To be clear, I am no great fan of Rex Tillerson. I think his brief stewardship of the State Department was deplorable–failing to fill more than one third of political appointees, defending the President’s gutting the agency’s budget, exhibiting a disconnection and disinterest in his new staff and allowing himself to be marginalized by a President who, when he feels challenged, either bullies you or ignores you.

I also affirm the right of the President to have cabinet members who support his policies and with whom he feels comfortable. So, this post is not about the outcome of this decision. Maybe we will be better off without Tillerson; maybe a more engaged Mike Pompeo will restore morale to career staff at State. Maybe we will have a more focused foreign policy that will encourage our allies instead of alienating them. Rather, this critique is about process and about how people who–out of a sense of patriotic duty or commitment to national service–go to work for the White House, quickly fall out of disfavor when there is a bump in the road and then are summarily released ON TWITTER. And as of this writing, rumors swirl that H.R. McMaster and other senior staff are in danger of following Tillerson out the door. Prepare for more tweets!

twitter 2.0

In last week’s post, I said that President Trump’s most enduring legacy would not be the policies he promotes or the regulations he signs. It will be the way he treats people. Less than a week later, we have a perfect example of this as the President sacks the person who is constitutionally fourth in line for Presidential succession, and he does not even have the decency–or the courage–to do it in person. Instead, he resorts to Twitter, his most humiliating firing since James Comey learned of his dismissal as he addressed FBI employees in Los Angeles and news came over the television in the background. Seriously, Mr. President, have you no shame? No empathy? No courage?

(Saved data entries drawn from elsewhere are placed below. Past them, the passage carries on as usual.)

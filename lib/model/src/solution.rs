use crate::{Term, Variable};
use std::collections::btree_map::{BTreeMap, Iter};
use std::fmt;

/// A solution mapping from variables to terms.
///
/// Backed by an ordered map so that solutions compare, hash, and iterate
/// deterministically. This is what makes Distinct a plain seen-set and test
/// output stable.
#[derive(Debug, Clone, Default, PartialEq, Eq, Hash, PartialOrd, Ord)]
pub struct Solution {
    bindings: BTreeMap<Variable, Term>,
}

impl Solution {
    pub fn new() -> Self {
        Self::default()
    }

    pub fn get(&self, variable: &Variable) -> Option<&Term> {
        self.bindings.get(variable)
    }

    pub fn contains(&self, variable: &Variable) -> bool {
        self.bindings.contains_key(variable)
    }

    /// Binds `variable` to `term`, replacing any previous binding.
    pub fn bind(&mut self, variable: Variable, term: Term) {
        self.bindings.insert(variable, term);
    }

    pub fn len(&self) -> usize {
        self.bindings.len()
    }

    pub fn is_empty(&self) -> bool {
        self.bindings.is_empty()
    }

    pub fn iter(&self) -> Iter<'_, Variable, Term> {
        self.bindings.iter()
    }

    pub fn variables(&self) -> impl Iterator<Item = &Variable> {
        self.bindings.keys()
    }

    /// Two solutions are compatible when every variable bound in both maps
    /// to the same term.
    pub fn compatible_with(&self, other: &Self) -> bool {
        self.bindings
            .iter()
            .all(|(variable, term)| other.get(variable).map_or(true, |t| t == term))
    }

    /// Merges two compatible solutions, or returns `None` when a shared
    /// variable is bound to different terms.
    pub fn merged_with(&self, other: &Self) -> Option<Self> {
        let mut merged = self.clone();
        for (variable, term) in &other.bindings {
            match merged.get(variable) {
                Some(existing) if existing != term => return None,
                Some(_) => {}
                None => merged.bind(variable.clone(), term.clone()),
            }
        }
        Some(merged)
    }

    /// True when the two solutions bind at least one common variable.
    pub fn shares_variable_with(&self, other: &Self) -> bool {
        self.bindings.keys().any(|v| other.contains(v))
    }

    /// Projects the solution down to the given variables.
    pub fn restricted_to(&self, variables: &[Variable]) -> Self {
        let bindings = variables
            .iter()
            .filter_map(|v| self.get(v).map(|t| (v.clone(), t.clone())))
            .collect();
        Self { bindings }
    }
}

impl FromIterator<(Variable, Term)> for Solution {
    fn from_iter<I: IntoIterator<Item = (Variable, Term)>>(iter: I) -> Self {
        Self {
            bindings: iter.into_iter().collect(),
        }
    }
}

impl fmt::Display for Solution {
    fn fmt(&self, f: &mut fmt::Formatter<'_>) -> fmt::Result {
        f.write_str("{")?;
        for (i, (variable, term)) in self.bindings.iter().enumerate() {
            if i > 0 {
                f.write_str(", ")?;
            }
            write!(f, "{variable} -> {term}")?;
        }
        f.write_str("}")
    }
}

#[cfg(test)]
mod tests {
    use super::*;
    use crate::NamedNode;

    fn solution(bindings: &[(&str, &str)]) -> Solution {
        bindings
            .iter()
            .map(|(v, iri)| (Variable::new(*v), NamedNode::new(*iri).into()))
            .collect()
    }

    #[test]
    fn disjoint_solutions_are_compatible() {
        let a = solution(&[("x", "http://example.org/a")]);
        let b = solution(&[("y", "http://example.org/b")]);
        assert!(a.compatible_with(&b));
        assert_eq!(a.merged_with(&b).map(|m| m.len()), Some(2));
    }

    #[test]
    fn conflicting_solutions_do_not_merge() {
        let a = solution(&[("x", "http://example.org/a")]);
        let b = solution(&[("x", "http://example.org/b")]);
        assert!(!a.compatible_with(&b));
        assert_eq!(a.merged_with(&b), None);
    }

    #[test]
    fn shared_equal_bindings_merge() {
        let a = solution(&[("x", "http://example.org/a"), ("y", "http://example.org/b")]);
        let b = solution(&[("x", "http://example.org/a")]);
        assert!(a.shares_variable_with(&b));
        assert_eq!(a.merged_with(&b), Some(a.clone()));
    }

    #[test]
    fn restriction_drops_other_variables() {
        let a = solution(&[("x", "http://example.org/a"), ("y", "http://example.org/b")]);
        let restricted = a.restricted_to(&[Variable::new("y"), Variable::new("z")]);
        assert_eq!(restricted.len(), 1);
        assert!(restricted.contains(&Variable::new("y")));
    }
}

3 thoughts on “Fired on Twitter

  1. Ah, and this is the man who said: “I would have run in” to the gun fire in Parkland, Florida” The man who brags that he lied to the Prime Minister of Canada. He is a coward. When given the choice to serve his country, he ran away on those same bone spurs he claimed kept him from serving.

  2. Bob, thank you for this. I’m afraid I, like many Americans, am beginning to become tone deaf to what is happening in Washington. It seems things there are happening so quickly that they barely grab my attention before the next thing happens! I am so thankful to have a friend like you to give me a nudge and say, “Wake up, this is the way things should be done – with empathy and courage.”

  3. I think you hit it – he has no shame, no empathy, and no courage. Thank you for putting it so clearly.